### Assignment
Transcribe, word for word and with nothing extra, the line containing "let listener = TcpListener::bind(config.listen).await?;" and each line that comes after it in the entries.

### Provided data
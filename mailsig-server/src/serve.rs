//! Server startup.

use std::sync::Arc;

use mailsig_dns::DnsRecordSource;
use tokio::net::TcpListener;
use tracing::{error, info};

use crate::{AppState, Config, ServerError, router};

/// Loads state from `config` and serves until Ctrl-C.
///
/// # Errors
///
/// Returns `ServerError` if configuration is invalid, the resolver cannot be
/// created, or the listener fails.
pub async fn run(config: &Config) -> Result<(), ServerError> {
    let records = DnsRecordSource::from_system_conf()?;
    let state = AppState::from_config(config, Arc::new(records))?;

    let listener = TcpListener::bind(config.listen).await?;
    info!(
        addr = %config.listen,
        ttl_hours = config.signature_ttl_hours,
        "mailsig server listening"
    );

    axum::serve(listener, router(state))
        .with_graceful_shutdown(shutdown_signal())
        .await?;

    info!("mailsig server stopped");
    Ok(())
}

async fn shutdown_signal() {
    if let Err(e) = tokio::signal::ctrl_c().await {
        error!(error = %e, "failed to listen for shutdown signal");
    }
}
//! Convenient re-exports for glob imports.
//!
//! ```rust
//! use mailsig::prelude::*;
//!
//! let window = parse_txt("mailsig:AAA").unwrap();
//! assert_eq!(window.current, "AAA");
//! ```

pub use crate::{
    // Core types
    DomainClaims, KeyPair, Reconciliation, SignatureWindow, Signer, SigningKey, Verifier,
    VerifyingKey,
    // Errors and outcomes
    MailsigError, Rejection,
    // Functions
    check_domain, check_expiration, domains_match, parse_txt, reconcile, reconcile_at,
    select_window,
    // Constants
    RECORD_PREFIX, SIGNATURE_ALGORITHM,
};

### Written solution
    let listener = TcpListener::bind(config.listen).await?;
    info!(
        addr = %config.listen,
        ttl_hours = config.signature_ttl_hours,
        "mailsig server listening"
    );

    axum::serve(listener, router(state))
        .with_graceful_shutdown(shutdown_signal())
        .await?;

    info!("mailsig server stopped");
    Ok(())
}

async fn shutdown_signal() {
    if let Err(e) = tokio::signal::ctrl_c().await {
        error!(error = %e, "failed to listen for shutdown signal");
    }
}
//! Convenient re-exports for glob imports.
//!
//! ```rust
//! use mailsig::prelude::*;
//!
//! let window = parse_txt("mailsig:AAA").unwrap();
//! assert_eq!(window.current, "AAA");
//! ```

pub use crate::{
    // Core types
    DomainClaims, KeyPair, Reconciliation, SignatureWindow, Signer, SigningKey, Verifier,
    VerifyingKey,
    // Errors and outcomes
    MailsigError, Rejection,
    // Functions
    check_domain, check_expiration, domains_match, parse_txt, reconcile, reconcile_at,
    select_window,
    // Constants
    RECORD_PREFIX, SIGNATURE_ALGORITHM,
};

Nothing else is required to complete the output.